Anthony and I walking two players through the game

If I could start this academic year over, I definitely would have budgeted my time differently and “eaten the frog” first. I am disappointed that I was unable to get RFID tags working with the game-assistant program I coded in time for the showcase, and that was due to a lack of planning and moving our scrum from the Trello board into the real world. (What I mean by this is, I lied to myself and said “I can do that critical work later because I’m already working on this less complicated part of the project now”). If there is anything I can pass on to future IMM seniors, it is that. Get started on the hardest parts of your project as soon as you can, that way you can get a sense of how long it will take you to reach a point in which you are satisfied with those aspects, and you can pace yourself appropriately without needing to make (development time-based) compromises on your vision.

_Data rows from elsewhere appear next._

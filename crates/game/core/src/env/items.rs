use core::fmt;

use arrayvec::ArrayVec;
use strum::{EnumCount, IntoEnumIterator};

use crate::config::GameConfig;
use crate::env::TagId;

/// Read-only access to item definitions.
pub trait ItemOracle: Send + Sync {
    fn definition(&self, id: ItemId) -> Option<&ItemDefinition>;

    /// Returns all item definitions available in this oracle.
    fn all_definitions(&self) -> Vec<&ItemDefinition>;
}

/// Stable identifier of an item definition in the catalog.
#[derive(Clone, Copy, Debug, PartialEq, Eq, PartialOrd, Ord, Hash)]
#[cfg_attr(feature = "serde", derive(serde::Serialize, serde::Deserialize))]
#[cfg_attr(feature = "serde", serde(transparent))]
pub struct ItemId(pub u32);

impl fmt::Display for ItemId {
    fn fmt(&self, f: &mut fmt::Formatter<'_>) -> fmt::Result {
        write!(f, "item#{}", self.0)
    }
}

/// Numeric attributes an item can carry.
///
/// Declaration order is the storage order inside [`AttributeMap`].
#[derive(
    Clone,
    Copy,
    Debug,
    PartialEq,
    Eq,
    PartialOrd,
    Ord,
    Hash,
    strum::EnumCount,
    strum::EnumIter,
    strum::Display,
)]
#[strum(serialize_all = "snake_case")]
#[cfg_attr(feature = "serde", derive(serde::Serialize, serde::Deserialize))]
#[cfg_attr(feature = "serde", serde(rename_all = "snake_case"))]
pub enum Attribute {
    /// Damage the item adds to its wielder's attack.
    BaseDamage,
    /// Carry weight. Not used by combat resolution.
    Weight,
    /// Damage reduction the item grants its wearer.
    Armor,
    /// Added percentage chance of a critical hit.
    CritChance,
    /// Percentage of dealt damage returned to the attacker as health.
    Lifesteal,
    /// Flat damage reflected onto an attacker.
    Thorns,
}

/// Dense attribute table, one slot per [`Attribute`]. Absent attributes are 0.
#[derive(Clone, Copy, Debug, Default, PartialEq, Eq, Hash)]
#[cfg_attr(feature = "serde", derive(serde::Serialize, serde::Deserialize))]
pub struct AttributeMap {
    values: [i32; Attribute::COUNT],
}

impl AttributeMap {
    pub fn new() -> Self {
        Self::default()
    }

    pub fn get(&self, attribute: Attribute) -> i32 {
        self.values[attribute as usize]
    }

    pub fn set(&mut self, attribute: Attribute, value: i32) {
        self.values[attribute as usize] = value;
    }

    /// Builder form of [`AttributeMap::set`].
    #[must_use]
    pub fn with(mut self, attribute: Attribute, value: i32) -> Self {
        self.set(attribute, value);
        self
    }

    /// Iterates `(attribute, value)` pairs in declaration order.
    pub fn iter(&self) -> impl Iterator<Item = (Attribute, i32)> + '_ {
        Attribute::iter().map(move |attribute| (attribute, self.get(attribute)))
    }

    /// First attribute holding a negative value, if any.
    pub fn first_negative(&self) -> Option<(Attribute, i32)> {
        self.iter().find(|(_, value)| *value < 0)
    }
}

impl FromIterator<(Attribute, i32)> for AttributeMap {
    fn from_iter<T: IntoIterator<Item = (Attribute, i32)>>(iter: T) -> Self {
        let mut map = Self::new();
        for (attribute, value) in iter {
            map.set(attribute, value);
        }
        map
    }
}

/// A validated, immutable item definition.
///
/// Tags are stored as [`TagId`]s resolved against the vocabulary at load time,
/// in the order the data file listed them. Definitions are only created by
/// [`crate::ItemCatalog::build`], which guarantees every tag is declared and
/// appears once.
#[derive(Clone, Debug, PartialEq, Eq)]
#[cfg_attr(feature = "serde", derive(serde::Serialize, serde::Deserialize))]
pub struct ItemDefinition {
    pub id: ItemId,
    pub name: String,
    pub tags: ArrayVec<TagId, { GameConfig::MAX_ITEM_TAGS }>,
    pub attributes: AttributeMap,
}

impl ItemDefinition {
    pub fn has_tag(&self, tag: TagId) -> bool {
        self.tags.contains(&tag)
    }

    pub fn attribute(&self, attribute: Attribute) -> i32 {
        self.attributes.get(attribute)
    }
}
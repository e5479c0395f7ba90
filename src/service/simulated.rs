//! In-process backend used when no API is configured.
//!
//! Mirrors the behavior of the first front end: verification answers after a
//! short delay and accepts one fixed code, resend answers after a shorter delay,
//! and any non-empty credentials log in as a fixed user. It never creates codes.

use super::{
    CredentialService, IssuanceService, LoginRequest, LoginResponse, ResendRequest,
    ResendResponse, ServiceError, VerificationService, VerifyRequest, VerifyResponse,
};
use crate::otp::mask_email;
use async_trait::async_trait;
use secrecy::ExposeSecret;
use std::time::Duration;
use tokio::time::sleep;
use tracing::info;
use ulid::Ulid;

pub const DEFAULT_ACCEPTED_CODE: &str = "123456";
pub const DEFAULT_EMAIL: &str = "user@example.com";
pub const DEFAULT_VERIFY_LATENCY: Duration = Duration::from_millis(2000);
pub const DEFAULT_RESEND_LATENCY: Duration = Duration::from_millis(1000);

#[derive(Clone, Debug)]
pub struct SimulatedOtpService {
    accepted_code: String,
    email: String,
    verify_latency: Duration,
    resend_latency: Duration,
}

impl Default for SimulatedOtpService {
    fn default() -> Self {
        Self::new()
    }
}

impl SimulatedOtpService {
    #[must_use]
    pub fn new() -> Self {
        Self {
            accepted_code: DEFAULT_ACCEPTED_CODE.to_string(),
            email: DEFAULT_EMAIL.to_string(),
            verify_latency: DEFAULT_VERIFY_LATENCY,
            resend_latency: DEFAULT_RESEND_LATENCY,
        }
    }

    #[must_use]
    pub fn with_accepted_code(mut self, code: impl Into<String>) -> Self {
        self.accepted_code = code.into();
        self
    }

    #[must_use]
    pub fn with_email(mut self, email: impl Into<String>) -> Self {
        self.email = email.into();
        self
    }

    /// Sets the verify latency; resend answers in half that time.
    #[must_use]
    pub fn with_latency(mut self, latency: Duration) -> Self {
        self.verify_latency = latency;
        self.resend_latency = latency / 2;
        self
    }

    #[must_use]
    pub fn email(&self) -> &str {
        &self.email
    }
}

#[async_trait]
impl VerificationService for SimulatedOtpService {
    async fn verify(&self, request: &VerifyRequest) -> Result<VerifyResponse, ServiceError> {
        sleep(self.verify_latency).await;

        if request.code == self.accepted_code {
            Ok(VerifyResponse {
                verified: true,
                message: None,
                session_token: Some(Ulid::new().to_string()),
            })
        } else {
            Ok(VerifyResponse {
                verified: false,
                message: None,
                session_token: None,
            })
        }
    }
}

#[async_trait]
impl IssuanceService for SimulatedOtpService {
    async fn resend(&self, request: &ResendRequest) -> Result<ResendResponse, ServiceError> {
        sleep(self.resend_latency).await;

        let dispatch_id = Ulid::new().to_string();
        info!(
            email = %mask_email(&request.email),
            %dispatch_id,
            "simulated code dispatch"
        );
        Ok(ResendResponse {
            dispatch_id: Some(dispatch_id),
        })
    }
}

#[async_trait]
impl CredentialService for SimulatedOtpService {
    async fn login(&self, request: &LoginRequest) -> Result<LoginResponse, ServiceError> {
        sleep(self.resend_latency).await;

        if request.username.trim().is_empty() || request.password.expose_secret().is_empty() {
            return Err(ServiceError::Http {
                status: 401,
                message: "Invalid username or password.".to_string(),
            });
        }

        Ok(LoginResponse {
            email: self.email.clone(),
        })
    }
}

The future of Monsters and Mayhem is still a little up in the air, as I need to continue to work with Anthony if he too wants to bring this project to the market, as well as talk to some others about the logistics of doing so. We received a lot of responses asking us to create a GoFundMe or KickStarter, from showcase visitors who had fun playing our game and wanted to buy it. I took those as the most genuine compliments I could have received from the showcase. It is absolutely something that I am interested in going through with, but I am aware of how much goes into making the real thing. There is a big difference between “Hey check out my student project” and “This is my board game, it is for sale” so I cannot just blindly tell people that I intend to do that. However, if we do end up turning Monsters and Mayhem into something people can purchase, you can trust that I will write another post on Medium about it with a link to the website for it.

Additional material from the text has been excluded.